◆ ACTIVITY:
All lines of the entries with "derive" in them must be listed.
---------- RECORDS FOR THE TASK ----------
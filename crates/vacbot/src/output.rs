//! Output formatting: table, JSON, YAML, plain.
//!
//! Renders data in the format selected by `--output`. Table uses `tabled`,
//! structured formats use serde, plain emits one value per line.

use std::io::{self, IsTerminal, Write};

use owo_colors::OwoColorize;
use tabled::{Table, Tabled, settings::Style};
use vacbot_core::{ConnectionState, RobotStatus};

use crate::cli::{ColorMode, GlobalOpts, OutputFormat};
use crate::error::CliError;

/// The effective output format once config defaults are applied.
pub fn format_of(global: &GlobalOpts) -> OutputFormat {
    global.output.unwrap_or(OutputFormat::Table)
}

// ── Color helpers ────────────────────────────────────────────────────

/// Determine whether color output should be enabled.
pub fn should_color(mode: Option<ColorMode>) -> bool {
    match mode.unwrap_or(ColorMode::Auto) {
        ColorMode::Always => true,
        ColorMode::Never => false,
        ColorMode::Auto => io::stdout().is_terminal() && std::env::var("NO_COLOR").is_err(),
    }
}

pub fn paint_connectivity(status: &RobotStatus, color: bool) -> String {
    let label = status.connectivity_state.to_string();
    match (color, status.is_online()) {
        (false, _) => label,
        (true, true) => label.green().to_string(),
        (true, false) => label.red().to_string(),
    }
}

pub fn paint_battery(level: u8, color: bool) -> String {
    let label = format!("{level}%");
    if !color {
        return label;
    }
    match level {
        0..=14 => label.red().to_string(),
        15..=39 => label.yellow().to_string(),
        _ => label.green().to_string(),
    }
}

pub fn state_label(state: ConnectionState) -> &'static str {
    match state {
        ConnectionState::NoConnection => "not configured",
        ConnectionState::Testing => "testing",
        ConnectionState::Connected => "connected",
        ConnectionState::Disconnected => "disconnected",
    }
}

pub fn dim(text: &str, color: bool) -> String {
    if color {
        text.dimmed().to_string()
    } else {
        text.to_owned()
    }
}

// ── Render dispatchers ───────────────────────────────────────────────

/// Render a list of serde-serializable + tabled items in the chosen format.
///
/// - `table`: uses the `Tabled` derive to build a pretty table
/// - `json` / `json-compact`: serializes the original data via serde
/// - `yaml`: serializes via serde_yaml
/// - `plain`: calls `id_fn` on each item to emit one value per line
pub fn render_list<T, R>(
    format: OutputFormat,
    data: &[T],
    to_row: impl Fn(&T) -> R,
    id_fn: impl Fn(&T) -> String,
) -> Result<String, CliError>
where
    T: serde::Serialize,
    R: Tabled,
{
    match format {
        OutputFormat::Table => {
            let rows: Vec<R> = data.iter().map(to_row).collect();
            Ok(render_table(&rows))
        }
        OutputFormat::Json => render_json(data, false),
        OutputFormat::JsonCompact => render_json(data, true),
        OutputFormat::Yaml => render_yaml(data),
        OutputFormat::Plain => Ok(data.iter().map(&id_fn).collect::<Vec<_>>().join("\n")),
    }
}

/// Render a single serde-serializable item in the chosen format.
///
/// Table rendering uses `detail_fn`, since single-item views are key/value
/// listings rather than tables.
pub fn render_single<T>(
    format: OutputFormat,
    data: &T,
    detail_fn: impl Fn(&T) -> String,
    id_fn: impl Fn(&T) -> String,
) -> Result<String, CliError>
where
    T: serde::Serialize + ?Sized,
{
    match format {
        OutputFormat::Table => Ok(detail_fn(data)),
        OutputFormat::Json => render_json(data, false),
        OutputFormat::JsonCompact => render_json(data, true),
        OutputFormat::Yaml => render_yaml(data),
        OutputFormat::Plain => Ok(id_fn(data)),
    }
}

/// Print the rendered output to stdout, respecting quiet mode.
pub fn print_output(output: &str, quiet: bool) {
    if quiet || output.is_empty() {
        return;
    }
    let mut stdout = io::stdout().lock();
    let _ = writeln!(stdout, "{output}");
}

/// Key/value lines with the keys padded to a common width.
pub fn detail_lines(rows: &[(&str, String)]) -> String {
    let width = rows.iter().map(|(k, _)| k.len()).max().unwrap_or(0) + 2;
    rows.iter()
        .map(|(k, v)| format!("{k:<width$}{v}"))
        .collect::<Vec<_>>()
        .join("\n")
}

// ── Format-specific renderers ────────────────────────────────────────

fn render_table<R: Tabled>(rows: &[R]) -> String {
    Table::new(rows).with(Style::rounded()).to_string()
}

fn render_json<T: serde::Serialize + ?Sized>(data: &T, compact: bool) -> Result<String, CliError> {
    let rendered = if compact {
        serde_json::to_string(data)
    } else {
        serde_json::to_string_pretty(data)
    };
    rendered.map_err(|e| CliError::Output(e.to_string()))
}

fn render_yaml<T: serde::Serialize + ?Sized>(data: &T) -> Result<String, CliError> {
    serde_yaml::to_string(data).map_err(|e| CliError::Output(e.to_string()))
}

#[cfg(test)]
mod tests {
    #![allow(clippy::unwrap_used)]
    use vacbot_core::ScheduleEntry;

    use super::*;

    #[derive(Tabled)]
    struct Row {
        #[tabled(rename = "Day")]
        day: String,
    }

    #[test]
    fn plain_list_is_one_value_per_line() {
        let entries = vec![ScheduleEntry::new("Monday", "09:00"), ScheduleEntry::new("Friday", "18:30")];
        let out = render_list(
            OutputFormat::Plain,
            &entries,
            |e| Row { day: e.day.clone() },
            |e| format!("{} {}", e.day, e.time),
        )
        .unwrap();
        assert_eq!(out, "Monday 09:00\nFriday 18:30");
    }

    #[test]
    fn compact_json_uses_wire_names() {
        let out = render_single(
            OutputFormat::JsonCompact,
            &RobotStatus::synthetic(),
            |_| String::new(),
            |_| String::new(),
        )
        .unwrap();
        assert!(out.contains("\"batteryLevel\":0"), "{out}");
        assert!(out.contains("\"connectivityState\":\"Offline\""), "{out}");
    }

    #[test]
    fn detail_lines_align_values() {
        let out = detail_lines(&[("Robot", "online".into()), ("Battery", "87%".into())]);
        assert_eq!(out, "Robot    online\nBattery  87%");
    }

    #[test]
    fn battery_without_color_is_plain() {
        assert_eq!(paint_battery(9, false), "9%");
    }
}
----------
◆ EXERCISE OUTPUT:
/// - `table`: uses the `Tabled` derive to build a pretty table
    #[derive(Tabled)]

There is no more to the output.